-- Excerpted records follows --

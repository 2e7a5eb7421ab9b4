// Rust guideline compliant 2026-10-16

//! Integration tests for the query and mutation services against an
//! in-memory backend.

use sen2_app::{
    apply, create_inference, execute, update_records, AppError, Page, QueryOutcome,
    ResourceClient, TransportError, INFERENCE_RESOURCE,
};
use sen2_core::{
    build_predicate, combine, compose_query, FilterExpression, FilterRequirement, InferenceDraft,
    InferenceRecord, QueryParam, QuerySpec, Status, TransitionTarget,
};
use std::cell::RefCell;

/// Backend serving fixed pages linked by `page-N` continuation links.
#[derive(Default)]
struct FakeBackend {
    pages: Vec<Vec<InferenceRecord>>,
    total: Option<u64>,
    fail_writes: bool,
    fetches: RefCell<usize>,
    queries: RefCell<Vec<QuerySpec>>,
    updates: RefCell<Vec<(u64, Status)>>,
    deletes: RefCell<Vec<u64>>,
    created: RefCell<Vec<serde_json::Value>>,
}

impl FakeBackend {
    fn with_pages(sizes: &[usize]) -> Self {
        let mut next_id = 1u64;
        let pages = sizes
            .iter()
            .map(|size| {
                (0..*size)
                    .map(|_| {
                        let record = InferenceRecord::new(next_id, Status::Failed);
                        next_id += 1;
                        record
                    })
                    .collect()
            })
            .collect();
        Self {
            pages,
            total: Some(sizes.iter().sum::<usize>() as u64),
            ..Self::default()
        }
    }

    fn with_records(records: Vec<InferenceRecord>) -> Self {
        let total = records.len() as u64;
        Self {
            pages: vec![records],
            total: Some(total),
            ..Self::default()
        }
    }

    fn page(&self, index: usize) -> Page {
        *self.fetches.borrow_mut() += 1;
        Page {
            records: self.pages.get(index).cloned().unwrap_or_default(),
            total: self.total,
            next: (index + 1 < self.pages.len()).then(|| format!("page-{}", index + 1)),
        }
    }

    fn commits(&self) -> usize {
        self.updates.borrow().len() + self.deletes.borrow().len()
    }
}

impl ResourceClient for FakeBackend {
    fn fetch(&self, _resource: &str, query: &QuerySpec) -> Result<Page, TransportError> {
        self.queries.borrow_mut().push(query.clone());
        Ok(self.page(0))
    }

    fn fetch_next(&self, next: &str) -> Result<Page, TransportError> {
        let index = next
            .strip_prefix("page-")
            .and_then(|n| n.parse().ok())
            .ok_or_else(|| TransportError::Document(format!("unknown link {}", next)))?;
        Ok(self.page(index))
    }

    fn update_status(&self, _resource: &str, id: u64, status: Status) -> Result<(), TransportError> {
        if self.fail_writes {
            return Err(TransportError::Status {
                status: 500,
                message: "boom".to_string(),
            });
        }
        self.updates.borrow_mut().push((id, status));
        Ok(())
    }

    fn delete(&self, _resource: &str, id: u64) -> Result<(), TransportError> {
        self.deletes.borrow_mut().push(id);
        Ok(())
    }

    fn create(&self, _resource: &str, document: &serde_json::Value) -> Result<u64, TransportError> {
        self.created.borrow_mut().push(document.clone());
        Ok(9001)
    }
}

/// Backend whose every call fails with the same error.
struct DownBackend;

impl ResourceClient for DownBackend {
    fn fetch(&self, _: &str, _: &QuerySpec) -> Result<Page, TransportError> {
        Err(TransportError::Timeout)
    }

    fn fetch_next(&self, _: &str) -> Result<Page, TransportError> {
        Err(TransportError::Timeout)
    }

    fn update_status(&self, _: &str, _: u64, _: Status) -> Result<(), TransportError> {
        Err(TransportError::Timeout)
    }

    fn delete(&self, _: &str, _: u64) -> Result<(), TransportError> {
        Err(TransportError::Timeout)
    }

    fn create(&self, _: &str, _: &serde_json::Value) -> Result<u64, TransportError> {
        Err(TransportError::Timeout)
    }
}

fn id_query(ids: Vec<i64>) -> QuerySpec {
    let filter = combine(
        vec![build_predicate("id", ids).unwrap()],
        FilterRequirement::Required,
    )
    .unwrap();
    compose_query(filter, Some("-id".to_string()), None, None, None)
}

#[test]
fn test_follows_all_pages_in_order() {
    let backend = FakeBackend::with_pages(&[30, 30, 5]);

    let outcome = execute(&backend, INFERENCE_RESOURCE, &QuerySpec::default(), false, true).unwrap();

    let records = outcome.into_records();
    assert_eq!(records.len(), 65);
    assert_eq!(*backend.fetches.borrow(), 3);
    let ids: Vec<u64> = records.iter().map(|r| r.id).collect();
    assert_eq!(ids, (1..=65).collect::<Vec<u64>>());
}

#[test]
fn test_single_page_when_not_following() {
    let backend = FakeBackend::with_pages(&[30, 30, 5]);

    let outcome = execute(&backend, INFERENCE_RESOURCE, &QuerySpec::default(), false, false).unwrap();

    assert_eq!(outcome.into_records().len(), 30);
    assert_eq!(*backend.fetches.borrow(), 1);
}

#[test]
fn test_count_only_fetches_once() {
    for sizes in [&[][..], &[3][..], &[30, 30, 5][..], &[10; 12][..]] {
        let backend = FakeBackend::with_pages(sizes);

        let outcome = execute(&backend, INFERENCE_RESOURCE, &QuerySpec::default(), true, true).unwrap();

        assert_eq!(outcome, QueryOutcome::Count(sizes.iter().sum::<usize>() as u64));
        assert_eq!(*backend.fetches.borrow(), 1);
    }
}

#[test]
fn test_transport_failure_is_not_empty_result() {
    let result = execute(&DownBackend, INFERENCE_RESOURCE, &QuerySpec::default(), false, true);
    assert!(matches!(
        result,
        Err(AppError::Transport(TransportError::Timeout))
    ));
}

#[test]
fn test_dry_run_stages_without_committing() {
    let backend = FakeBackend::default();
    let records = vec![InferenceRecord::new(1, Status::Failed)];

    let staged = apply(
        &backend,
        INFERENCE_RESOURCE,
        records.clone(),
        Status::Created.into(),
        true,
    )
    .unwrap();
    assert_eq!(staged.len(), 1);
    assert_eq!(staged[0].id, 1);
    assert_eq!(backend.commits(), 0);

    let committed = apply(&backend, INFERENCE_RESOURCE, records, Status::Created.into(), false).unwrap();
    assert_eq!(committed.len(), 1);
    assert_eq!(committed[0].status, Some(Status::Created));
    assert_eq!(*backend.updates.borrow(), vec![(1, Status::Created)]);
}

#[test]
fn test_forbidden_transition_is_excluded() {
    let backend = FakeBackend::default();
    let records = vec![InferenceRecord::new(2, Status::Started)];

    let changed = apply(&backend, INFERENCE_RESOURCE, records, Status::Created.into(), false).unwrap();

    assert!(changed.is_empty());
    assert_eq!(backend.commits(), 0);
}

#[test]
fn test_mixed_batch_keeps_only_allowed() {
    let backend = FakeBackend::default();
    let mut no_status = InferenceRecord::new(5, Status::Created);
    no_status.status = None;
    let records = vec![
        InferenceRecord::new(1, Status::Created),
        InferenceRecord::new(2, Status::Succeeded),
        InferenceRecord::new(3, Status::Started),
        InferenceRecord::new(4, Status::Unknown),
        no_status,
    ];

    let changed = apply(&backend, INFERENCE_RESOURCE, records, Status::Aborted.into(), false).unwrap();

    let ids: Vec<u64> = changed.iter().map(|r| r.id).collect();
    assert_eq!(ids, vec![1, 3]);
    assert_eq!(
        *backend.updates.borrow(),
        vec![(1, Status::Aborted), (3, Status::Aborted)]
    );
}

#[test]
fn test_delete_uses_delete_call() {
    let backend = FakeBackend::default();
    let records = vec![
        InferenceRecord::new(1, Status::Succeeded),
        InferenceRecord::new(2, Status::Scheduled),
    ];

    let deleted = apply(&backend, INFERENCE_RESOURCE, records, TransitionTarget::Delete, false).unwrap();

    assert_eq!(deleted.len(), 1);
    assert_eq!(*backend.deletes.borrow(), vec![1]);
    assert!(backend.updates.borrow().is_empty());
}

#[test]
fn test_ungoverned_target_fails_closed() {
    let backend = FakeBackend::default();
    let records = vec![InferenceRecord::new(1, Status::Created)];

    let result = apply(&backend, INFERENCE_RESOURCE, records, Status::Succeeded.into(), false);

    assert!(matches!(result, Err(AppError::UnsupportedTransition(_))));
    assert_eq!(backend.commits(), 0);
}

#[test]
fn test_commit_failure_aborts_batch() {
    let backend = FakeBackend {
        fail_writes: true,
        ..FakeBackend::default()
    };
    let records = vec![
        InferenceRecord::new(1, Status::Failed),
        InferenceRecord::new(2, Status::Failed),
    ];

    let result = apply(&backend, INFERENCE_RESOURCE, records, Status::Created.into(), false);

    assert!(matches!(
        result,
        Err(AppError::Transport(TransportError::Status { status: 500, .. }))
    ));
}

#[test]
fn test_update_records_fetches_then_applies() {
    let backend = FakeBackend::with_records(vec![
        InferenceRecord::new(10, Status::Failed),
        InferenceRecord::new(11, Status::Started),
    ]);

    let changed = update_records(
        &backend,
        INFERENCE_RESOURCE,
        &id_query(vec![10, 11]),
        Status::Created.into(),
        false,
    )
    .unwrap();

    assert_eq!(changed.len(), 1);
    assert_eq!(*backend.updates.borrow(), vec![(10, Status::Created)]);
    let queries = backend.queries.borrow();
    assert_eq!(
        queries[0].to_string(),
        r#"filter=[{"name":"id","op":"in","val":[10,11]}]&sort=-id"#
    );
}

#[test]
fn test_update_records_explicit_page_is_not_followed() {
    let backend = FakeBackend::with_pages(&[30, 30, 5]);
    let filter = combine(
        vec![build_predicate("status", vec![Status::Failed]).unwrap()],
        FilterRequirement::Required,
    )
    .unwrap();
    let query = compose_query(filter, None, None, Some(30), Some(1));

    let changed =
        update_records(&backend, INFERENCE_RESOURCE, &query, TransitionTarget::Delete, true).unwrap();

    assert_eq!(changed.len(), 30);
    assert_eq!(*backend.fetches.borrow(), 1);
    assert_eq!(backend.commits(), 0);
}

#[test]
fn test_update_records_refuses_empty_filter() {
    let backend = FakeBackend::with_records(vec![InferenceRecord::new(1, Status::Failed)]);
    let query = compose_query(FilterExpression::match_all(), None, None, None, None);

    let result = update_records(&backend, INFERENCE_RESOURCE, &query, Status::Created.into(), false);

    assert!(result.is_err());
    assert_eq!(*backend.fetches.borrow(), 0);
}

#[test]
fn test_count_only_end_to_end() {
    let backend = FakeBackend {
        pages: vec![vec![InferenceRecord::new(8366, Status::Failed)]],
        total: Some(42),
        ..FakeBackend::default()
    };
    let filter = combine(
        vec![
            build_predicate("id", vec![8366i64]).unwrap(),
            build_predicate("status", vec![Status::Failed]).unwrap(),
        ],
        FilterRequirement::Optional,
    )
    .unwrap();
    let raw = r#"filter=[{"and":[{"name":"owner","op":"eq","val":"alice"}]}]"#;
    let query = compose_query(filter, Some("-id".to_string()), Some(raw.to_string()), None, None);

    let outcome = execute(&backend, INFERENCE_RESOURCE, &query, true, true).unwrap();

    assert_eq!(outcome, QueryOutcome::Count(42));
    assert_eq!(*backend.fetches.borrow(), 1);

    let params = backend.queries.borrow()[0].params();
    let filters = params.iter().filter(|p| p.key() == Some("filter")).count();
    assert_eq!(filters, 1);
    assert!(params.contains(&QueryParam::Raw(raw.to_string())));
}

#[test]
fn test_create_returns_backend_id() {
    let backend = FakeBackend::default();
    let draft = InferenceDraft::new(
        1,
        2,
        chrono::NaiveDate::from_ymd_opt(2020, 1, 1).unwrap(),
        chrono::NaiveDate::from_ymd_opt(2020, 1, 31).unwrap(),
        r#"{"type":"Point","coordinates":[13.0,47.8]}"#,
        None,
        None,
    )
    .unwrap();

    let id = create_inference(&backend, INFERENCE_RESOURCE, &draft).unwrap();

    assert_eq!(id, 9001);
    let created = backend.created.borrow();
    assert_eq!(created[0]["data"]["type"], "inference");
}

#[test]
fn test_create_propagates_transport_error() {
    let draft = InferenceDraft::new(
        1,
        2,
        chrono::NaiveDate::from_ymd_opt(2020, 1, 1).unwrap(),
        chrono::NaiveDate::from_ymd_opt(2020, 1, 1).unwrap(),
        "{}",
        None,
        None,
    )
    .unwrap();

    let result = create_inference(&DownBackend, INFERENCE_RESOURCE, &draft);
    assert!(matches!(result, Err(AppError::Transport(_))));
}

-- Excerpted records concluded --
-- Excerpted records follows --

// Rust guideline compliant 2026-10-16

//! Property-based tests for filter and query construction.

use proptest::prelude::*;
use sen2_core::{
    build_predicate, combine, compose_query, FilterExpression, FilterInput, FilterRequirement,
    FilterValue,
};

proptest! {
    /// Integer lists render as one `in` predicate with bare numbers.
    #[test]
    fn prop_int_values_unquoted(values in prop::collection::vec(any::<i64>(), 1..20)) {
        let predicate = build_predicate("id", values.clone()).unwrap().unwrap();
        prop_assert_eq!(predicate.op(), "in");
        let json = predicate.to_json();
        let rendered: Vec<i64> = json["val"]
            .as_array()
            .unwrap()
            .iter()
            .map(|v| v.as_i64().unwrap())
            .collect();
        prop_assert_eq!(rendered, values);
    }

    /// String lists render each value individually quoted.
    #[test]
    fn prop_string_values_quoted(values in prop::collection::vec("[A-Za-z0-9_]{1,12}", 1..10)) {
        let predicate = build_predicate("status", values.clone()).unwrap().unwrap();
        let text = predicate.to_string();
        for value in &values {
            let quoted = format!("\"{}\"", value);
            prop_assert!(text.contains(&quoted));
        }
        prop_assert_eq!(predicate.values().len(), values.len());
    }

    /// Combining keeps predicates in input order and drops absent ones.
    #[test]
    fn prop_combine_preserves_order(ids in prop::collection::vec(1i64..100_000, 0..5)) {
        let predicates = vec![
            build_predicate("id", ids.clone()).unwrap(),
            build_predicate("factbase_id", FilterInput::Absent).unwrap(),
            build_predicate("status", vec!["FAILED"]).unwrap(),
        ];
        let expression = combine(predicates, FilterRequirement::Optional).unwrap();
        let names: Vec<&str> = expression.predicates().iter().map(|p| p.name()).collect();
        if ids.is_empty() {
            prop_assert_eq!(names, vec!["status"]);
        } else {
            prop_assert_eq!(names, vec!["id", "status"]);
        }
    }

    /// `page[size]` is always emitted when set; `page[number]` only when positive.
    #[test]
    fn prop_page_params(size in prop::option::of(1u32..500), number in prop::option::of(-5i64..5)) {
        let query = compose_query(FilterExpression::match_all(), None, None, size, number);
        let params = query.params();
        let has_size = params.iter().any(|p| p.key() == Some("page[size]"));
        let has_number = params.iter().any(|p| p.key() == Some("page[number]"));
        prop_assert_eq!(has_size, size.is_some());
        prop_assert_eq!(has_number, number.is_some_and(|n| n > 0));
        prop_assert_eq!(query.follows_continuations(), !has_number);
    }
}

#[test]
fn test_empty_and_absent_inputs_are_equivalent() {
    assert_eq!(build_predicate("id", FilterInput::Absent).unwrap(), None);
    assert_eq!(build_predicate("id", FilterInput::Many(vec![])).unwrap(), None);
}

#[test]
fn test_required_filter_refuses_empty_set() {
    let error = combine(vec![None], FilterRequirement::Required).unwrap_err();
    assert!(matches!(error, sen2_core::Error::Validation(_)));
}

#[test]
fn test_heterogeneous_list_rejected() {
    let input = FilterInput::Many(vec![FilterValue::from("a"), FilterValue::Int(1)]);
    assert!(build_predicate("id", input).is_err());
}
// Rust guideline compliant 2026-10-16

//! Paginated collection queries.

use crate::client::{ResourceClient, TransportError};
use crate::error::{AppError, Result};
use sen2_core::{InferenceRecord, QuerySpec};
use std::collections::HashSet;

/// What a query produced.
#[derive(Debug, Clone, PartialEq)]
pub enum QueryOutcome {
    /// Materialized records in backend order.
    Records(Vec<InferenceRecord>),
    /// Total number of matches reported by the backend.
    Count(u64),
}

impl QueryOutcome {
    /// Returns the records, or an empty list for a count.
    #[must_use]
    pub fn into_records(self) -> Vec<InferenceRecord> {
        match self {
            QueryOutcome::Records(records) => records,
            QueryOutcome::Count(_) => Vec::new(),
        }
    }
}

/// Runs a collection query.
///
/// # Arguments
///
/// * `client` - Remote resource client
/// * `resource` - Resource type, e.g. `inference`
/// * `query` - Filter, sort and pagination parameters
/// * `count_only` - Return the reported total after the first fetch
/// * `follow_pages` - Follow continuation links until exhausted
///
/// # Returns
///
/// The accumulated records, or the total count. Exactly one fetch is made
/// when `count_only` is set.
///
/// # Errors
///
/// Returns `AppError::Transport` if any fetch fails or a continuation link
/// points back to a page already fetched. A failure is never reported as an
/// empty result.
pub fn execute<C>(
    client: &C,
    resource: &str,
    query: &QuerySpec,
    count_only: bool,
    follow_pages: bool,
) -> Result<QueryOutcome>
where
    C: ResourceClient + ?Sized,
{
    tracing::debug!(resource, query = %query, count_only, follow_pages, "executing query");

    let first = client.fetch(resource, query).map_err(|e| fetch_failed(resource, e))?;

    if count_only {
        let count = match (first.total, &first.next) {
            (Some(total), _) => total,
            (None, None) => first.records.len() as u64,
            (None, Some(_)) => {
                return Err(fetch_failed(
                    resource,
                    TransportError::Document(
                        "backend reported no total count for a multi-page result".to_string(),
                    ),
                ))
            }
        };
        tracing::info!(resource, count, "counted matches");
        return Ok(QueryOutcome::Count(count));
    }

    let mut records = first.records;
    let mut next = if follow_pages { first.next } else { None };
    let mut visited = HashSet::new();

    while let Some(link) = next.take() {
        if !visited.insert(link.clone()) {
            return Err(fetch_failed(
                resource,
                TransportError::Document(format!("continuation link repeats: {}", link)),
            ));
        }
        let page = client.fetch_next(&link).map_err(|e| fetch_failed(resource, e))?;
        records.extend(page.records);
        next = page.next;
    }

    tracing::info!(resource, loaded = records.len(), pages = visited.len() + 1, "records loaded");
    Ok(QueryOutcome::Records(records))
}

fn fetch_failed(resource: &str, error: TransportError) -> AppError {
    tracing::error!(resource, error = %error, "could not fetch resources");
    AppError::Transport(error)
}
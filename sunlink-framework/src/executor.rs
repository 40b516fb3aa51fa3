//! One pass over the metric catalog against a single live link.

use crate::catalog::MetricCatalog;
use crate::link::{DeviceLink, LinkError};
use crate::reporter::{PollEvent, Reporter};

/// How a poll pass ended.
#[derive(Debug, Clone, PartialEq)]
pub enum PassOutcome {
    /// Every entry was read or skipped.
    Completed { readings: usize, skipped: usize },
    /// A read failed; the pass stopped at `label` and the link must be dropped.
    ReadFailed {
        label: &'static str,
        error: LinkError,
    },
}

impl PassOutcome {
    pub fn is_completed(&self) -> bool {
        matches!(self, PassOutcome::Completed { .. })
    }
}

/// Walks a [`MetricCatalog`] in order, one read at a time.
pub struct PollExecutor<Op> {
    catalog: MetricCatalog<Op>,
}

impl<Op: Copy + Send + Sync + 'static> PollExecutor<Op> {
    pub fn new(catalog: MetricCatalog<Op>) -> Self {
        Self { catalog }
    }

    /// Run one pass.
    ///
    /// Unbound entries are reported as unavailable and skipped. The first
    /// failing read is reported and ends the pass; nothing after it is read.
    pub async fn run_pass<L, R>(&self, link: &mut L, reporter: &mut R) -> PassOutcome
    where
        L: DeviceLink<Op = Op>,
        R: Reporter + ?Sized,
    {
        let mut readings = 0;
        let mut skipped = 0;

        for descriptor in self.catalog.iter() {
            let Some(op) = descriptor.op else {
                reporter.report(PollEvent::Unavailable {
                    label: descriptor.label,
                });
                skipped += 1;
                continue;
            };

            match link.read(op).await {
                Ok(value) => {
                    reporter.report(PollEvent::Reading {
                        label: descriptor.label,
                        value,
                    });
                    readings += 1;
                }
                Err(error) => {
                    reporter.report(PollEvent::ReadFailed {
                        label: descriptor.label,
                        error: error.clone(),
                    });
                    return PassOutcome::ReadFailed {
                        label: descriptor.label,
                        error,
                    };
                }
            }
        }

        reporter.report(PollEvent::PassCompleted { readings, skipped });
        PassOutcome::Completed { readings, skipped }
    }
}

-- Excerpted records concluded --
-- Excerpted records follows --

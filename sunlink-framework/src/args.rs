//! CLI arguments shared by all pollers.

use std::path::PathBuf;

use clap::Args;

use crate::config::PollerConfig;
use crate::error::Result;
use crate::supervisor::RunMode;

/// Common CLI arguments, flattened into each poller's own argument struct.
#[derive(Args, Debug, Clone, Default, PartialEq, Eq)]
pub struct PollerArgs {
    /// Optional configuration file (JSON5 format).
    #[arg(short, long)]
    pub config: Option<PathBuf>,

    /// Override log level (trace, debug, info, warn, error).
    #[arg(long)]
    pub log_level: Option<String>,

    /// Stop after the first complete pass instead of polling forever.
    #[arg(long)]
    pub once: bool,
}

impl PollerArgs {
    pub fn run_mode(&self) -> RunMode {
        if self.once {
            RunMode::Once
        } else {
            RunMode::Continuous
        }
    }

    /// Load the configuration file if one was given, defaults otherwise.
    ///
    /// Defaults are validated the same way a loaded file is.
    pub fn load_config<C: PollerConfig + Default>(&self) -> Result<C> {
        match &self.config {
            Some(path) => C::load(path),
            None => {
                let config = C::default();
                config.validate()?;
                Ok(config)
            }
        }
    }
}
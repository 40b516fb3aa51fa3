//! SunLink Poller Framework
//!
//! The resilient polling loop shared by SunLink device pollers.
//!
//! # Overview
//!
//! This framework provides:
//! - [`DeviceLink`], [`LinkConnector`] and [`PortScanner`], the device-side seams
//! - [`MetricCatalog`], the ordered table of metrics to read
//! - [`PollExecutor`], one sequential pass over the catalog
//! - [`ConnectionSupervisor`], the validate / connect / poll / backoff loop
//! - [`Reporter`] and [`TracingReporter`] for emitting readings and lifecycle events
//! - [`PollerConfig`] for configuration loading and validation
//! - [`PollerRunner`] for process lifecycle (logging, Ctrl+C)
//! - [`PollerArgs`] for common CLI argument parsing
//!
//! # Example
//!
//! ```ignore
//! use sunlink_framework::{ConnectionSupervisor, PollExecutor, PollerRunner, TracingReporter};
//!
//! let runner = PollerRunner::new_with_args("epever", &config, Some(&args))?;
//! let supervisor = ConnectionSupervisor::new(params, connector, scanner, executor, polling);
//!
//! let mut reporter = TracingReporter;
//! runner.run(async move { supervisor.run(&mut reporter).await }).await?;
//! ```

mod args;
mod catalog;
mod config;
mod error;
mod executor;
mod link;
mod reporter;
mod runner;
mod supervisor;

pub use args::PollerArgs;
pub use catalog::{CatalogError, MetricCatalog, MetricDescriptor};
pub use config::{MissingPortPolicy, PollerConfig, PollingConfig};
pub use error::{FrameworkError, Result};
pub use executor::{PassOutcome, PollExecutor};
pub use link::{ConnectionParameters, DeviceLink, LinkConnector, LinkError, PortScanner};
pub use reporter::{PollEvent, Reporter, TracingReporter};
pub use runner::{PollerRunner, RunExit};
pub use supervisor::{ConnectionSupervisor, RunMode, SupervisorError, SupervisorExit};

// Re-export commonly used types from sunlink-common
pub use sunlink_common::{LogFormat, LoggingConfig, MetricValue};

-- Excerpted records concluded --

Please show every line above that includes the word "AppError".

    apply, create_inference, execute, update_records, AppError, Page, QueryOutcome,
        Err(AppError::Transport(TransportError::Timeout))
    assert!(matches!(result, Err(AppError::UnsupportedTransition(_))));
        Err(AppError::Transport(TransportError::Status { status: 500, .. }))
    assert!(matches!(result, Err(AppError::Transport(_))));
use crate::error::{AppError, Result};
/// Returns `AppError::Transport` if any fetch fails or a continuation link
fn fetch_failed(resource: &str, error: TransportError) -> AppError {
    AppError::Transport(error)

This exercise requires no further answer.